Addressing the shareholders query at the 49th annual general meeting, PM Prasad, chairman and managing director, Coal India Limited said that the process of listing of BCCL has started. “We have identified the banks. First we will be listing BCCL and CMPDI will follow,” Prasad said.
Coal India had informed the stock exchanges in May 2022 that as per advise of ministry of coal, the public sector miner’s board has given ‘in-principle’ approval to the divestment of 25 percent of paid up share capital of BCCL held by CIL and its subsequent listing on stock exchanges.
Both BCCL and CMPDIL are profit-making subsidiaries of Coal India with profits of Rs 502.88 crore and Rs 366.95 crore in 2022-23 as per the annual report of FY23.
BCCL is a key subsidiary that the government expects to play a role in meeting domestic coking coal requirements for the steel industry. Earlier in May, BCCL had invited agencies to mine coking coal from its abandoned mines on a revenue sharing basis. Moreover, Steel Authority of India Limited has signed a memorandum of understanding for getting 1.8 million tonnes of washed coking coal from BCCL washeries.

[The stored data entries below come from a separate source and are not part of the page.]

use crate::Error;
use crate::Example;
use crate::Interval;
use crate::Result;
use crate::ValidationError;
use crate::Value;
use serde::Deserialize;
use serde::Serialize;
use std::ops::RangeInclusive;

/// The discretization range every imputed vector is expressed over.
///
/// Derived once from the training table: `minimum` is the lowest finite
/// boundary any row reports for its first slot, `maximum` the highest finite
/// boundary any row reports for its last slot. Open-ended features pile
/// their tail mass onto these two values.
#[derive(Debug, Clone, Copy, PartialEq, Eq, Hash, Serialize, Deserialize)]
pub struct Span {
    pub minimum: Value,
    pub maximum: Value,
}

impl Span {
    /// The part of `interval` that overlaps the span, with open ends
    /// replaced by the span's own bounds. May be empty when the interval
    /// lies entirely outside.
    pub fn clamp(&self, interval: &Interval) -> RangeInclusive<Value> {
        let lo = interval.lower().map_or(self.minimum, |lo| lo.max(self.minimum));
        let hi = interval.upper().map_or(self.maximum, |hi| hi.min(self.maximum));
        lo..=hi
    }
    /// Number of distinct values in `[minimum, maximum]`.
    pub fn n(&self) -> usize {
        (self.maximum - self.minimum + 1).max(0) as usize
    }
    pub fn values(&self) -> RangeInclusive<Value> {
        self.minimum..=self.maximum
    }
}

impl TryFrom<&[Example]> for Span {
    type Error = Error;
    fn try_from(examples: &[Example]) -> Result<Self> {
        if examples.is_empty() {
            return Err(ValidationError::EmptyTable.into());
        }
        examples
            .iter()
            .enumerate()
            .map(|(row, example)| match (example.head(), example.tail()) {
                (Some(head), Some(tail)) => Ok((head.interval.ceiling(), tail.interval.floor())),
                _ => Err(Error::from(ValidationError::EmptyExample { row })),
            })
            .try_fold(
                Span {
                    minimum: Value::MAX,
                    maximum: Value::MIN,
                },
                |span, bounds| {
                    bounds.map(|(lo, hi)| Span {
                        minimum: span.minimum.min(lo),
                        maximum: span.maximum.max(hi),
                    })
                },
            )
    }
}

impl std::fmt::Display for Span {
    fn fmt(&self, f: &mut std::fmt::Formatter<'_>) -> std::fmt::Result {
        write!(f, "[{}, {}]", self.minimum, self.maximum)
    }
}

The coal ministry has also taken up an initiative to bundle setting up of washeries with linkage of coking coal. Under this initiative, steel companies can set up greenfield washeries or revamp old washeries of BCCL, which will be provided with linkage of coking coal.
CMPDIL on the other hand plays a key role in identifying coal reserves through drilling and seismic survey and also undertake research in non-conventional energy sources such as coal bed methane.
Prasad said that Coal India is on track to achieving the 780 million production target in FY24 and subsequent plan is to scale up to 850 MT in FY25 and 1 billion tonne in FY26. He also said that there is adequate coal available at power plants and Coal India pitheads to meet the demand.
The public sector miner has also planned to set up 3000 MW solar power capacity in the next 3 years with 380 MW expected in FY24.
Talcher Fertilizers Limited, a joint venture between Coal India, Rashtriya Chemicals and Fertilisers Limited and Gail (India) Limited is also expected to come into operations in FY25, Prasad said.
Back in 2020, Coal India board had given its approval to set up a venture into the aluminium value chain (mining-refining-smelting). Prasad said that proposal has been dropped and the public sector miner is no longer pursuing that plan.